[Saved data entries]
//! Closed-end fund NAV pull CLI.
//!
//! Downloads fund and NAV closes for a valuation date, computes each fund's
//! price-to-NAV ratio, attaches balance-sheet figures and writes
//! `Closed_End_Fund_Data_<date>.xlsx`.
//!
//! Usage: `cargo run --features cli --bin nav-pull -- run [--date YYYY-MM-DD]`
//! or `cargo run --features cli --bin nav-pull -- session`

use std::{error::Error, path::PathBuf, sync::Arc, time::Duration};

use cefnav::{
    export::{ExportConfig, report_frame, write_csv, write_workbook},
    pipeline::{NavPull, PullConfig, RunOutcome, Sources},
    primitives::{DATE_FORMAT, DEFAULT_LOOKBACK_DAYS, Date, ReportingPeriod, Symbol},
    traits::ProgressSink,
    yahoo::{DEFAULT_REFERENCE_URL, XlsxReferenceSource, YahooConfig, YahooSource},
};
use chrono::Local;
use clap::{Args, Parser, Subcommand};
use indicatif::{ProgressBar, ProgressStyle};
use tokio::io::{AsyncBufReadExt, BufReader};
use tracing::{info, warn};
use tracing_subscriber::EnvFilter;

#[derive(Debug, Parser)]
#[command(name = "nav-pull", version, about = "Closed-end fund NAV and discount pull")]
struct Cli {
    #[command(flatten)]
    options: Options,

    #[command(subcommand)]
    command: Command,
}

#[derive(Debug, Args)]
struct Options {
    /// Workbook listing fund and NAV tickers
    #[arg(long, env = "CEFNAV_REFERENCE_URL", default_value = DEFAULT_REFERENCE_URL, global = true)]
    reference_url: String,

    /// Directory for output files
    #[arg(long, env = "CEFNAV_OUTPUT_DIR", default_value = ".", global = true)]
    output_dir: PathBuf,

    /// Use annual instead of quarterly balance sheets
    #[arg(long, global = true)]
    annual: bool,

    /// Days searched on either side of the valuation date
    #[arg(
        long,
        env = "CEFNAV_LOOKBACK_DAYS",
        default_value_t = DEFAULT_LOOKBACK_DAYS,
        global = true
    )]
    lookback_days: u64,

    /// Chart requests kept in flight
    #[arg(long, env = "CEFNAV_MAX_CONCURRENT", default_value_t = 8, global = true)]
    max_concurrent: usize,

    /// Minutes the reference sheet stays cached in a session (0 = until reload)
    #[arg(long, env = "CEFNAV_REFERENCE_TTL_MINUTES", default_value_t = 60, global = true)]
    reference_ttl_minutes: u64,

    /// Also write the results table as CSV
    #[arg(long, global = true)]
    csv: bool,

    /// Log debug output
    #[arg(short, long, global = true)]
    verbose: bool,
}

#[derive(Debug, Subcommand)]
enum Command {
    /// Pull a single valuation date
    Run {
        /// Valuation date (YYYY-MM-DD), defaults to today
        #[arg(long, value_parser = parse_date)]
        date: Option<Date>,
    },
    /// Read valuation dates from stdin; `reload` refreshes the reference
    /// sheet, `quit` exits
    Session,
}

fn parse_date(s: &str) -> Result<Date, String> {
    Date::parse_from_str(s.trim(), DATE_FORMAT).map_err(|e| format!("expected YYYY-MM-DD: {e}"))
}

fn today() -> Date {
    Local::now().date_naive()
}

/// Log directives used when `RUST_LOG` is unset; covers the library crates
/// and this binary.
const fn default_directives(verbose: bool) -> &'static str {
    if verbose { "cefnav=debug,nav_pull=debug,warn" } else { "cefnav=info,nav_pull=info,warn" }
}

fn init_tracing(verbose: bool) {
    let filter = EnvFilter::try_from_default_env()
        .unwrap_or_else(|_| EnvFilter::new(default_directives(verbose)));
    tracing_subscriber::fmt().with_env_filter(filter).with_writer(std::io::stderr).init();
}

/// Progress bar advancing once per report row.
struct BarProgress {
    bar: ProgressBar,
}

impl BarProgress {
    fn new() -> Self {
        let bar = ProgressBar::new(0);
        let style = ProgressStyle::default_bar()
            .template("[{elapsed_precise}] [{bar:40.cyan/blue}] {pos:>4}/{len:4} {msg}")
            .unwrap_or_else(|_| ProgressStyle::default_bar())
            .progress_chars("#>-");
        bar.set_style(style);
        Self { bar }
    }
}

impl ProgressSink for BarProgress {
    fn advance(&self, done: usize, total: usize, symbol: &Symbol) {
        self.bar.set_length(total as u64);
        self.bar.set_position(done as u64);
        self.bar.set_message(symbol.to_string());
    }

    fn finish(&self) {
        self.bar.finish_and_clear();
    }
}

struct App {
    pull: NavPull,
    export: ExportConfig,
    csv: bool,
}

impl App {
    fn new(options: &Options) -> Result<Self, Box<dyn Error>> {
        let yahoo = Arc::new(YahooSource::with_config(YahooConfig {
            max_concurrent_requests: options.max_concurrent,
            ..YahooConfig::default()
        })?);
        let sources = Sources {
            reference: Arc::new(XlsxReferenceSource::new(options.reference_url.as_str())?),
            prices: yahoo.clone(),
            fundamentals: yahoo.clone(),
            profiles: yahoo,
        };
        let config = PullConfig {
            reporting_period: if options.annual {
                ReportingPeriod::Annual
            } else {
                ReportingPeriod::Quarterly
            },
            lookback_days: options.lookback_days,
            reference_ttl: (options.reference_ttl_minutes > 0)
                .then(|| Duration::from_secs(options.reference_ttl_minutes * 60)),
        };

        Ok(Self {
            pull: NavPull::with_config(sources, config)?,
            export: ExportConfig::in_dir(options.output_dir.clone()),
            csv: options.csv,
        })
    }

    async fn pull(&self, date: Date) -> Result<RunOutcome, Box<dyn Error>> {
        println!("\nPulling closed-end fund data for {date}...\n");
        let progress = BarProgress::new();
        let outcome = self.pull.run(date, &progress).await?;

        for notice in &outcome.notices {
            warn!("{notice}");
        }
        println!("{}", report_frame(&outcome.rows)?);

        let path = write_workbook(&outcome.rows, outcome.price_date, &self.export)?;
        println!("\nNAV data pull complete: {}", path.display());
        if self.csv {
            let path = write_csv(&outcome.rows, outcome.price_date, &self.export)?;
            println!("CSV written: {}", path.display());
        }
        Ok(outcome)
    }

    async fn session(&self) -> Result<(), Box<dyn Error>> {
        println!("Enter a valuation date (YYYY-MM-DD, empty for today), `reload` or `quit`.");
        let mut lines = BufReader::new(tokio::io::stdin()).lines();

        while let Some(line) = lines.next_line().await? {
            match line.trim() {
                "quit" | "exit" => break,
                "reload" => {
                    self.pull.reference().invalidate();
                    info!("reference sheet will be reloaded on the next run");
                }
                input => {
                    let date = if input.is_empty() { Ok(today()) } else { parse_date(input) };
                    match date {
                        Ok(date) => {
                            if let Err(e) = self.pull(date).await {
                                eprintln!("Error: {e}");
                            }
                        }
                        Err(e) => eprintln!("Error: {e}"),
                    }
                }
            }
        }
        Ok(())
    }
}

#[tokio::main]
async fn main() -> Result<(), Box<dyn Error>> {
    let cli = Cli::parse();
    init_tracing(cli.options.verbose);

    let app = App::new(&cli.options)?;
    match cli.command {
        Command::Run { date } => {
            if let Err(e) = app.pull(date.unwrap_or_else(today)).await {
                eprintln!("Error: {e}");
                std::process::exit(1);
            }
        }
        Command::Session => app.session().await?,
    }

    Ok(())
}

---

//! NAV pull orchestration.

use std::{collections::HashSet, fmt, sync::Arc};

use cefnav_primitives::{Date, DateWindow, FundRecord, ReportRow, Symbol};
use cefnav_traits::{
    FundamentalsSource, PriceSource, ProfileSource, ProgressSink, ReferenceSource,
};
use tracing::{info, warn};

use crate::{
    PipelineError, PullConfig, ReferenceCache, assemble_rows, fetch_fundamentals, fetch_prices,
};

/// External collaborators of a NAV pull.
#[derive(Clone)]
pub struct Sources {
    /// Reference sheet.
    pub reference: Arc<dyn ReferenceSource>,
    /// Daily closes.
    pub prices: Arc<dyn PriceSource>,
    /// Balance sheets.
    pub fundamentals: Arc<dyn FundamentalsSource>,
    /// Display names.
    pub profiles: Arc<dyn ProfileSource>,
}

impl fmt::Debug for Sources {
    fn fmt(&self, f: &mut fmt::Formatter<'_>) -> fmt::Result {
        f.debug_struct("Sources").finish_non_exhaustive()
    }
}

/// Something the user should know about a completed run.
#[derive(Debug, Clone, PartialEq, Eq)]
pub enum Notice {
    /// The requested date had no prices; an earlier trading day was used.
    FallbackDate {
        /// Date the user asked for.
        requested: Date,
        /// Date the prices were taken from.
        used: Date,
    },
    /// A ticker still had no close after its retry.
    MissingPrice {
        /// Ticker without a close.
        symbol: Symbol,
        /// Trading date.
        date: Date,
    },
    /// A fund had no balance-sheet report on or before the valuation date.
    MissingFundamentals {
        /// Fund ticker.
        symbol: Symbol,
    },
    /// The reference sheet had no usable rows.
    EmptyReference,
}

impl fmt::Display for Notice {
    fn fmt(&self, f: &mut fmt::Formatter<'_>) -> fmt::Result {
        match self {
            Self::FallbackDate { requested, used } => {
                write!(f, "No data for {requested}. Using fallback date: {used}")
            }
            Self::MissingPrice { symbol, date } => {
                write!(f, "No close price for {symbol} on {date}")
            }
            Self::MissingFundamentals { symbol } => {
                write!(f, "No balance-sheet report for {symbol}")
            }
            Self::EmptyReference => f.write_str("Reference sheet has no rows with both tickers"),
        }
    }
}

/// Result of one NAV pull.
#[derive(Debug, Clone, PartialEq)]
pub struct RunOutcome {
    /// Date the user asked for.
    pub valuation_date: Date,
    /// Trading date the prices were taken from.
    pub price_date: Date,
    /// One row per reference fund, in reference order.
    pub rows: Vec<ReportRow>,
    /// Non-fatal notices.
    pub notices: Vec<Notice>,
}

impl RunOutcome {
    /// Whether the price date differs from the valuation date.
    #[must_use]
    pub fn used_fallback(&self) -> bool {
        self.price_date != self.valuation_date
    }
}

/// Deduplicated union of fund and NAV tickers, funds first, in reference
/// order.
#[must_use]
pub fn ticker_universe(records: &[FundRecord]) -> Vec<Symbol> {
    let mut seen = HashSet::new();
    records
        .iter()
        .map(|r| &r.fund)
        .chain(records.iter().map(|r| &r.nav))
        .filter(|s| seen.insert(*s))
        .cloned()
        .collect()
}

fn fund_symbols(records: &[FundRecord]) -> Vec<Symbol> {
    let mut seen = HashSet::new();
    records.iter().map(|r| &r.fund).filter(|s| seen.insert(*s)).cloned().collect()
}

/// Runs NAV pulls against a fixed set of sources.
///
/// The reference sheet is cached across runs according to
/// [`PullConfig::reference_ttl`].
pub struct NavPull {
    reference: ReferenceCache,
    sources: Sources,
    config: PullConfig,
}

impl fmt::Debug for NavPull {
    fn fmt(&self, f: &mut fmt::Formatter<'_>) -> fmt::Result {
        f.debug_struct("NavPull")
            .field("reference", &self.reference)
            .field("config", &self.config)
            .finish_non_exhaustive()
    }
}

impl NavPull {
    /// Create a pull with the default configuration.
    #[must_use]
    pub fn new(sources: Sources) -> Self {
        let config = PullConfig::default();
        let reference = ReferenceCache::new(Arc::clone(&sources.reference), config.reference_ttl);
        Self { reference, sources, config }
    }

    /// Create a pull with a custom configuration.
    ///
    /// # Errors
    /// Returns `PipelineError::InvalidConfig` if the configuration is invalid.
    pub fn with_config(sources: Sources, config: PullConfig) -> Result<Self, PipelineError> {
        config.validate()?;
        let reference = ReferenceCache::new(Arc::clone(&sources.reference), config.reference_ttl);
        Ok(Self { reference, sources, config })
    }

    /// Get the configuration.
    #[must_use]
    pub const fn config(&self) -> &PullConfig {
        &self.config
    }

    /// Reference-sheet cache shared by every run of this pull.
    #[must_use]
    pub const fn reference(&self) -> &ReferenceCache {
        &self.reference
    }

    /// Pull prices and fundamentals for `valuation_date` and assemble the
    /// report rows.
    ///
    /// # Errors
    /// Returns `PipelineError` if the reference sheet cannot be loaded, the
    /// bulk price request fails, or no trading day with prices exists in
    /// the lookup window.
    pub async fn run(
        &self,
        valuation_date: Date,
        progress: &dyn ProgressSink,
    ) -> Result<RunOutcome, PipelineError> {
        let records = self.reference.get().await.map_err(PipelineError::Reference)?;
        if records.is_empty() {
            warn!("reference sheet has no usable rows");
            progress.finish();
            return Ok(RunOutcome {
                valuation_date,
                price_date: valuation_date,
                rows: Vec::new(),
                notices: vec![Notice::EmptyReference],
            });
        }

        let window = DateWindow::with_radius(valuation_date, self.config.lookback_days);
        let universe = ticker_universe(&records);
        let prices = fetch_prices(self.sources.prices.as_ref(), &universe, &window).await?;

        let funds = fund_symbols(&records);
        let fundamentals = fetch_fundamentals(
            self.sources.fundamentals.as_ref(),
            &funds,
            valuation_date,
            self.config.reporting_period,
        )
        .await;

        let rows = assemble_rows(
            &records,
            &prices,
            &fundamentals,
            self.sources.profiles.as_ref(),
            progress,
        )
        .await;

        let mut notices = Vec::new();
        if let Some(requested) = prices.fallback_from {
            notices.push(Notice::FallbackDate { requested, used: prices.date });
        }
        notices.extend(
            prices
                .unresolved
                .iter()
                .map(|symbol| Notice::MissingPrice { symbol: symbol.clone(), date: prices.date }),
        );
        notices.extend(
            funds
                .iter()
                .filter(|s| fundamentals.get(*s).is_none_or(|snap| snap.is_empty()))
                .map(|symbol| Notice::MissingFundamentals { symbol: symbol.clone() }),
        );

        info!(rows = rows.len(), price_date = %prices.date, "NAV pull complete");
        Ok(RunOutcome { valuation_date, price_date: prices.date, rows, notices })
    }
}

- [ABOUT THIS TASK]: Look through the data above. Copy every line with the string "MissingFundamentals" in it.

- [SOLUTION BELOW]:
    MissingFundamentals {
            Self::MissingFundamentals { symbol } => {
                .map(|symbol| Notice::MissingFundamentals { symbol: symbol.clone() }),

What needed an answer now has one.